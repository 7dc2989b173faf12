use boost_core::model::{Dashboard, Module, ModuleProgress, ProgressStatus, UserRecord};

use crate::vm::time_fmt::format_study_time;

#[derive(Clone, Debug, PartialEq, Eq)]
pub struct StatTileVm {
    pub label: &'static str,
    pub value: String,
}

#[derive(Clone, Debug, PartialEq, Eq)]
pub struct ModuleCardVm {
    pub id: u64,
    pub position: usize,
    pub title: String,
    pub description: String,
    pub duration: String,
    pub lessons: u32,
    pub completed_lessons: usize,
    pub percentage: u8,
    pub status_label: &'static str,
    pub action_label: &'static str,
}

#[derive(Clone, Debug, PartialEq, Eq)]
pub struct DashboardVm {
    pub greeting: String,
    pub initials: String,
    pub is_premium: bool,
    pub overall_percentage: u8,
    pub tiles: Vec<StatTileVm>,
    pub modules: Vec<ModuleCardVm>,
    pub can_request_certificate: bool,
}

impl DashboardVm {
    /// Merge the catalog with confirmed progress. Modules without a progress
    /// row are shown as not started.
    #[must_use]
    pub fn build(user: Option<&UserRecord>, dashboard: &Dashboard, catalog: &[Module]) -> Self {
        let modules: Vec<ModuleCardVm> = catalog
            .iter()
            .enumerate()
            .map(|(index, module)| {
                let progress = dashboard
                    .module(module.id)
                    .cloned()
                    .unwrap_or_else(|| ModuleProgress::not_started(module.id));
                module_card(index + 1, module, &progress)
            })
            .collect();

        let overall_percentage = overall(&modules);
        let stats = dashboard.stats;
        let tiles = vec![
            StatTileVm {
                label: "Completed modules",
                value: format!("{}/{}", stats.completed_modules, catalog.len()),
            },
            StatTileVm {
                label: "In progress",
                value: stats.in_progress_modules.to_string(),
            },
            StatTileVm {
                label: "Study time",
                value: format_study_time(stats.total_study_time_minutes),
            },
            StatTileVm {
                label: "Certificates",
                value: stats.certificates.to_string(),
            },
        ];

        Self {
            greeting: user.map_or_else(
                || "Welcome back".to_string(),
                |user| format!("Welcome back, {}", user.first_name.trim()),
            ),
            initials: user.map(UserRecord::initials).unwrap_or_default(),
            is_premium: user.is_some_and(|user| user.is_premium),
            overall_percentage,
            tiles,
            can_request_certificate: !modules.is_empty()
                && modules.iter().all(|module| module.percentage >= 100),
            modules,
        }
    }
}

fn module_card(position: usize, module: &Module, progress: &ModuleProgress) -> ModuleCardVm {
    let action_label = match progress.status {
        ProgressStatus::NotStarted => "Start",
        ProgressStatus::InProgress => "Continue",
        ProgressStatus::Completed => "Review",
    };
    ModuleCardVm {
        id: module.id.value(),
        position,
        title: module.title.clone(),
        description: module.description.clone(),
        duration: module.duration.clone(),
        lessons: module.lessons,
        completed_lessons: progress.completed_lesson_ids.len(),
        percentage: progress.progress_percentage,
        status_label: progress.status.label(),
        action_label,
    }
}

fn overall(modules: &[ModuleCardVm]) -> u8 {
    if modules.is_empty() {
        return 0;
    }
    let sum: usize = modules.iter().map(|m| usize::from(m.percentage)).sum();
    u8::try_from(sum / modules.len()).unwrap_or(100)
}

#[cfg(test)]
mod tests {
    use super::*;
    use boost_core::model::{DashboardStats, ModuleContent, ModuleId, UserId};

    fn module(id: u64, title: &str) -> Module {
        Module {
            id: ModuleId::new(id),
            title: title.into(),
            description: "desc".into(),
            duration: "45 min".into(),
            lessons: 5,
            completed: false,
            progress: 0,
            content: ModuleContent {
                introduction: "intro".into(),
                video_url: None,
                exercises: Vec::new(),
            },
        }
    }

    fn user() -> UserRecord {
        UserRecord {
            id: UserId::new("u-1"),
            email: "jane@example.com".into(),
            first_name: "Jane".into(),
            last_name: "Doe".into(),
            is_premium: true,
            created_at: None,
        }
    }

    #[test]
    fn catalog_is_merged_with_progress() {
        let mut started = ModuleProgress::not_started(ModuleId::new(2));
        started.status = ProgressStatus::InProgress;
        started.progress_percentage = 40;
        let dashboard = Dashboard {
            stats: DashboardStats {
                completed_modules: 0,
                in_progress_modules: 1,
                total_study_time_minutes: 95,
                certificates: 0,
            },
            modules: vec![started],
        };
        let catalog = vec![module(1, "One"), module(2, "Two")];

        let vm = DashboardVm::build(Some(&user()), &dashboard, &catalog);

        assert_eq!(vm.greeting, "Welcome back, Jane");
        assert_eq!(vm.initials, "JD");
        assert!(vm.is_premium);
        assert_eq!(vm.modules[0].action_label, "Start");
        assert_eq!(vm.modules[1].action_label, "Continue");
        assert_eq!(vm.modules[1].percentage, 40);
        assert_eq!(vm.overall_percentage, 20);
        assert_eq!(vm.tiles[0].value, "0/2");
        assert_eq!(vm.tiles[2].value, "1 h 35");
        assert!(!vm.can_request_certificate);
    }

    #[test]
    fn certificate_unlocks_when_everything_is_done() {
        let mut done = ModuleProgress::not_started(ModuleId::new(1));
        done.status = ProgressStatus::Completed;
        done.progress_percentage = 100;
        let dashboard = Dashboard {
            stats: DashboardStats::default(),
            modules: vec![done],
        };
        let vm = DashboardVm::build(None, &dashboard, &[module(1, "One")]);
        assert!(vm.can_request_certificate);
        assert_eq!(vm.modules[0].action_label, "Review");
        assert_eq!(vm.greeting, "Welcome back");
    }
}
---
TASK OBJECTIVE> Could you write out all the entries exactly as given?

TASK SOLUTION>
repository 7dc2989b173faf12
use boost_core::model::{Dashboard, Module, ModuleProgress, ProgressStatus, UserRecord};

use crate::vm::time_fmt::format_study_time;

#[derive(Clone, Debug, PartialEq, Eq)]
pub struct StatTileVm {
    pub label: &'static str,
    pub value: String,
}

#[derive(Clone, Debug, PartialEq, Eq)]
pub struct ModuleCardVm {
    pub id: u64,
    pub position: usize,
    pub title: String,
    pub description: String,
    pub duration: String,
    pub lessons: u32,
    pub completed_lessons: usize,
    pub percentage: u8,
    pub status_label: &'static str,
    pub action_label: &'static str,
}

#[derive(Clone, Debug, PartialEq, Eq)]
pub struct DashboardVm {
    pub greeting: String,
    pub initials: String,
    pub is_premium: bool,
    pub overall_percentage: u8,
    pub tiles: Vec<StatTileVm>,
    pub modules: Vec<ModuleCardVm>,
    pub can_request_certificate: bool,
}

impl DashboardVm {
    /// Merge the catalog with confirmed progress. Modules without a progress
    /// row are shown as not started.
    #[must_use]
    pub fn build(user: Option<&UserRecord>, dashboard: &Dashboard, catalog: &[Module]) -> Self {
        let modules: Vec<ModuleCardVm> = catalog
            .iter()
            .enumerate()
            .map(|(index, module)| {
                let progress = dashboard
                    .module(module.id)
                    .cloned()
                    .unwrap_or_else(|| ModuleProgress::not_started(module.id));
                module_card(index + 1, module, &progress)
            })
            .collect();

        let overall_percentage = overall(&modules);
        let stats = dashboard.stats;
        let tiles = vec![
            StatTileVm {
                label: "Completed modules",
                value: format!("{}/{}", stats.completed_modules, catalog.len()),
            },
            StatTileVm {
                label: "In progress",
                value: stats.in_progress_modules.to_string(),
            },
            StatTileVm {
                label: "Study time",
                value: format_study_time(stats.total_study_time_minutes),
            },
            StatTileVm {
                label: "Certificates",
                value: stats.certificates.to_string(),
            },
        ];

        Self {
            greeting: user.map_or_else(
                || "Welcome back".to_string(),
                |user| format!("Welcome back, {}", user.first_name.trim()),
            ),
            initials: user.map(UserRecord::initials).unwrap_or_default(),
            is_premium: user.is_some_and(|user| user.is_premium),
            overall_percentage,
            tiles,
            can_request_certificate: !modules.is_empty()
                && modules.iter().all(|module| module.percentage >= 100),
            modules,
        }
    }
}

fn module_card(position: usize, module: &Module, progress: &ModuleProgress) -> ModuleCardVm {
    let action_label = match progress.status {
        ProgressStatus::NotStarted => "Start",
        ProgressStatus::InProgress => "Continue",
        ProgressStatus::Completed => "Review",
    };
    ModuleCardVm {
        id: module.id.value(),
        position,
        title: module.title.clone(),
        description: module.description.clone(),
        duration: module.duration.clone(),
        lessons: module.lessons,
        completed_lessons: progress.completed_lesson_ids.len(),
        percentage: progress.progress_percentage,
        status_label: progress.status.label(),
        action_label,
    }
}

fn overall(modules: &[ModuleCardVm]) -> u8 {
    if modules.is_empty() {
        return 0;
    }
    let sum: usize = modules.iter().map(|m| usize::from(m.percentage)).sum();
    u8::try_from(sum / modules.len()).unwrap_or(100)
}

#[cfg(test)]
mod tests {
    use super::*;
    use boost_core::model::{DashboardStats, ModuleContent, ModuleId, UserId};

    fn module(id: u64, title: &str) -> Module {
        Module {
            id: ModuleId::new(id),
            title: title.into(),
            description: "desc".into(),
            duration: "45 min".into(),
            lessons: 5,
            completed: false,
            progress: 0,
            content: ModuleContent {
                introduction: "intro".into(),
                video_url: None,
                exercises: Vec::new(),
            },
        }
    }

    fn user() -> UserRecord {
        UserRecord {
            id: UserId::new("u-1"),
            email: "jane@example.com".into(),
            first_name: "Jane".into(),
            last_name: "Doe".into(),
            is_premium: true,
            created_at: None,
        }
    }

    #[test]
    fn catalog_is_merged_with_progress() {
        let mut started = ModuleProgress::not_started(ModuleId::new(2));
        started.status = ProgressStatus::InProgress;
        started.progress_percentage = 40;
        let dashboard = Dashboard {
            stats: DashboardStats {
                completed_modules: 0,
                in_progress_modules: 1,
                total_study_time_minutes: 95,
                certificates: 0,
            },
            modules: vec![started],
        };
        let catalog = vec![module(1, "One"), module(2, "Two")];

        let vm = DashboardVm::build(Some(&user()), &dashboard, &catalog);

        assert_eq!(vm.greeting, "Welcome back, Jane");
        assert_eq!(vm.initials, "JD");
        assert!(vm.is_premium);
        assert_eq!(vm.modules[0].action_label, "Start");
        assert_eq!(vm.modules[1].action_label, "Continue");
        assert_eq!(vm.modules[1].percentage, 40);
        assert_eq!(vm.overall_percentage, 20);
        assert_eq!(vm.tiles[0].value, "0/2");
        assert_eq!(vm.tiles[2].value, "1 h 35");
        assert!(!vm.can_request_certificate);
    }

    #[test]
    fn certificate_unlocks_when_everything_is_done() {
        let mut done = ModuleProgress::not_started(ModuleId::new(1));
        done.status = ProgressStatus::Completed;
        done.progress_percentage = 100;
        let dashboard = Dashboard {
            stats: DashboardStats::default(),
            modules: vec![done],
        };
        let vm = DashboardVm::build(None, &dashboard, &[module(1, "One")]);
        assert!(vm.can_request_certificate);
        assert_eq!(vm.modules[0].action_label, "Review");
        assert_eq!(vm.greeting, "Welcome back");
    }
}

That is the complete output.